Recoleta Cemetery remains closed to visitors for the time being. But in the spirit of our last post & of armchair travel –all that’s available at the moment– we’d like to share some our other favorite cemeteries from around the world, along with a few suggestions for the future of travel as it relates to cemeteries.
Tourism will change as a result of the pandemic, but that’s good because the industry is long overdue for new paradigms. Crowded museums & big-ticket expositions will likely become a thing of the past. Travellers may search for less-crowded sites to explore & as open-air museums with little public, cemeteries provide a perfect alternative.
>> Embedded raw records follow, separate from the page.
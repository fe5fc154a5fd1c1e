pub mod install;
pub mod podfile;
pub mod source;

use self::source::PodSource;
use std::{
    fmt::{self, Display},
    str::FromStr,
};
use thiserror::Error;

pub static DEFAULT_SPEC_REPO: &str = "https://cdn.cocoapods.org/";

static SPEC_REPO_ALIASES: &[(&str, &str)] = &[
    ("master", DEFAULT_SPEC_REPO),
    ("trunk", DEFAULT_SPEC_REPO),
    ("cdn", DEFAULT_SPEC_REPO),
];

/// Expands spec repo aliases, falling back to the CocoaPods CDN when nothing
/// was given.
pub fn resolve_spec_repos(repos: &[String]) -> Vec<String> {
    if repos.is_empty() {
        return vec![DEFAULT_SPEC_REPO.to_owned()];
    }
    repos
        .iter()
        .map(|repo| {
            SPEC_REPO_ALIASES
                .iter()
                .find(|(alias, _)| alias == repo)
                .map(|(alias, url)| {
                    log::debug!("expanded spec repo alias {:?} to {:?}", alias, url);
                    (*url).to_owned()
                })
                .unwrap_or_else(|| repo.clone())
        })
        .collect()
}

#[derive(Clone, Debug, Eq, PartialEq)]
pub enum PodVersion {
    Latest,
    Pinned(String),
}

impl PodVersion {
    pub fn pinned(&self) -> Option<&str> {
        match self {
            Self::Latest => None,
            Self::Pinned(version) => Some(version),
        }
    }
}

#[derive(Debug, Error, PartialEq)]
pub enum PodRefError {
    #[error("Pod name is empty in {input:?}; expected `NAME[:VERSION]`")]
    NameEmpty { input: String },
    #[error("Pod name {name:?} contains whitespace or quotes")]
    NameInvalid { name: String },
}

/// A pod as requested on the command line. Two refs with the same name are the
/// same pod, whatever their version or source.
#[derive(Clone, Debug)]
pub struct PodRef {
    name: String,
    version: PodVersion,
    source: Option<PodSource>,
}

impl PartialEq for PodRef {
    fn eq(&self, other: &Self) -> bool {
        self.name == other.name
    }
}

impl Eq for PodRef {}

impl Display for PodRef {
    fn fmt(&self, f: &mut fmt::Formatter<'_>) -> fmt::Result {
        match &self.version {
            PodVersion::Latest => write!(f, "{}", self.name),
            PodVersion::Pinned(version) => write!(f, "{}:{}", self.name, version),
        }
    }
}

impl FromStr for PodRef {
    type Err = PodRefError;

    fn from_str(input: &str) -> Result<Self, Self::Err> {
        let mut split = input.splitn(2, ':');
        let name = split.next().unwrap_or_default().trim();
        if name.is_empty() {
            return Err(PodRefError::NameEmpty {
                input: input.to_owned(),
            });
        }
        if name
            .chars()
            .any(|c| c.is_whitespace() || c == '\'' || c == '"')
        {
            return Err(PodRefError::NameInvalid {
                name: name.to_owned(),
            });
        }
        let version = match split.next().map(str::trim) {
            Some(version) if !version.is_empty() => PodVersion::Pinned(version.to_owned()),
            _ => PodVersion::Latest,
        };
        Ok(Self {
            name: name.to_owned(),
            version,
            source: None,
        })
    }
}

impl PodRef {
    pub fn new(name: impl Into<String>, version: PodVersion) -> Self {
        Self {
            name: name.into(),
            version,
            source: None,
        }
    }

    pub fn name(&self) -> &str {
        &self.name
    }

    pub fn version(&self) -> &PodVersion {
        &self.version
    }

    pub fn source(&self) -> Option<&PodSource> {
        self.source.as_ref()
    }

    pub fn with_source(mut self, source: Option<PodSource>) -> Self {
        self.source = source;
        self
    }

    /// The arguments following `pod` in a Podfile, e.g.
    /// `'Alamofire', :git => 'https://...', :branch => 'dev'`.
    pub fn podfile_args(&self) -> String {
        let mut args = vec![ruby_str(&self.name)];
        match (&self.version, &self.source) {
            (PodVersion::Pinned(version), _) => args.push(ruby_str(version)),
            (PodVersion::Latest, Some(source)) => {
                args.extend(
                    source
                        .podfile_options()
                        .into_iter()
                        .map(|(key, value)| format!(":{} => {}", key, ruby_str(&value))),
                );
            }
            (PodVersion::Latest, None) => (),
        }
        args.join(", ")
    }
}

pub(crate) fn ruby_str(s: &str) -> String {
    format!("'{}'", s.replace('\\', "\\\\").replace('\'', "\\'"))
}

#[cfg(test)]
mod test {
    use super::{source::GitRef, *};
    use rstest::rstest;
    use std::path::PathBuf;

    #[rstest(
        input,
        name,
        version,
        case("AFNetworking", "AFNetworking", PodVersion::Latest),
        case("AFNetworking:", "AFNetworking", PodVersion::Latest),
        case(" AFNetworking : 4.0.1 ", "AFNetworking", PodVersion::Pinned("4.0.1".to_owned())),
        case("Firebase/Core:~> 10.0", "Firebase/Core", PodVersion::Pinned("~> 10.0".to_owned()))
    )]
    fn test_pod_ref_from_str(input: &str, name: &str, version: PodVersion) {
        let pod = input.parse::<PodRef>().unwrap();
        assert_eq!(pod.name(), name);
        assert_eq!(pod.version(), &version);
        assert_eq!(pod.source(), None);
    }

    #[rstest(input, error,
        case("", PodRefError::NameEmpty { input: "".to_owned() }),
        case(":4.0.1", PodRefError::NameEmpty { input: ":4.0.1".to_owned() }),
        case("AF Networking", PodRefError::NameInvalid { name: "AF Networking".to_owned() })
    )]
    fn test_pod_ref_from_str_error(input: &str, error: PodRefError) {
        assert_eq!(input.parse::<PodRef>().unwrap_err(), error);
    }

    #[test]
    fn test_pod_ref_identity_is_name() {
        let latest = PodRef::new("AFNetworking", PodVersion::Latest);
        let pinned = PodRef::new("AFNetworking", PodVersion::Pinned("4.0.1".to_owned()));
        assert_eq!(latest, pinned);
        assert_ne!(latest, PodRef::new("SDWebImage", PodVersion::Latest));
    }

    #[test]
    fn test_podfile_args_latest() {
        assert_eq!(
            PodRef::new("AFNetworking", PodVersion::Latest).podfile_args(),
            "'AFNetworking'"
        );
    }

    #[test]
    fn test_podfile_args_pinned_ignores_source() {
        let pod = PodRef::new("AFNetworking", PodVersion::Pinned("4.0.1".to_owned()))
            .with_source(Some(PodSource::Path(PathBuf::from("/tmp/AFNetworking"))));
        assert_eq!(pod.podfile_args(), "'AFNetworking', '4.0.1'");
    }

    #[test]
    fn test_podfile_args_git_source() {
        let pod = PodRef::new("Alamofire", PodVersion::Latest).with_source(Some(PodSource::Git {
            url: "https://github.com/Alamofire/Alamofire.git".to_owned(),
            reference: Some(GitRef::Branch("dev".to_owned())),
        }));
        assert_eq!(
            pod.podfile_args(),
            "'Alamofire', :git => 'https://github.com/Alamofire/Alamofire.git', :branch => 'dev'"
        );
    }

    #[test]
    fn test_resolve_spec_repos() {
        assert_eq!(resolve_spec_repos(&[]), vec![DEFAULT_SPEC_REPO.to_owned()]);
        assert_eq!(
            resolve_spec_repos(&[
                "master".to_owned(),
                "https://github.com/example/Specs.git".to_owned()
            ]),
            vec![
                DEFAULT_SPEC_REPO.to_owned(),
                "https://github.com/example/Specs.git".to_owned()
            ]
        );
    }
}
One concept that should disappear along with coronavirus is the outdated notion that a kind of world cemetery hierarchy exists. Somewhere, someone invented a statement that Recoleta Cemetery ranks as one of the most important in the world, along with Père Lachaise in Paris & Staglieno in Genoa. On who’s authority? To our chagrin, that tired comparison has been copied & pasted as much as “Buenos Aires is the Paris of South America”:
“la Recoleta es considerado uno de los tres cementerios más importantes del mundo, junto al Pére Lachaise, de París, y el Staglieno, de Génova“
“Renombrado como uno de los cementerios más monumentales del mundo junto con Père Lachaise en las afueras de París y la Colina de Staglieno en Génova“
“Es uno de los más importantes del mundo junto con el de Staglieno en Génova y el Père Lachaise de París“
Basta ya. Each cemetery has something special in its own right. Regular readers of this blog know that Recoleta Cemetery is unique due to its compact nature, its location near the city center, its high concentration of art & architecture & the opportunity to discover almost all of Argentina’s history. The list could go on & on. Recoleta Cemetery needs no comparison… only interest in unlocking its secrets, as with any cemetery around the world. Below are a few of our favorites:
Milano · Cimitero Monumentale – Not only is the entrance monumental, but fascinating sculpture continues to the very back sections of this grand cemetery. Something breathtaking lies around every corner:
San Sebastián · Cementerio de Polloe – Terraced landscaping takes visitors up & down on the hunt for tombstones written in the Basque language… in spite of being prohibited during the Franco era:
Sydney · Waverley Cemetery – Sure, Rookwood is fantastic; we can all agree with that. But the cliffside location of this cemetery overlooking the water makes for beautiful views throughout:
Washington, DC · Arlington National Cemetery – simple tombstones placed row upon row of those who gave their life for their country, the tomb of the unknown soldier & monuments to both victories & tragedies:
Madrid · Panteón de Hombres Ilustres – Art Nouveau memorials to national greats:
Bucurešti · Bellu Cemetery – Packed tight & full of nature, the rustic layout invites exploration:
Various locations · Single sculpture or a dominant style – Some cemeteries have a monumental piece (or two) that draw pilgrims to see them in person. Others possess a predominant architectural style, & often the stories associated with tombs also attract many visitors:
We hope this brief list of cemeteries other than La Recoleta provides inspiration for future travel. Tombs & mausoleums reflect the design of their time as well as give us an idea of how their occupants wanted to be remembered. Do you have a favorite not listed here? We’ll share more of our travels on request, but we’re always looking for new places to explore. Let us know your best cemetery experience. With a bit of luck, cemetery visits may become part of mainstream tourism soon!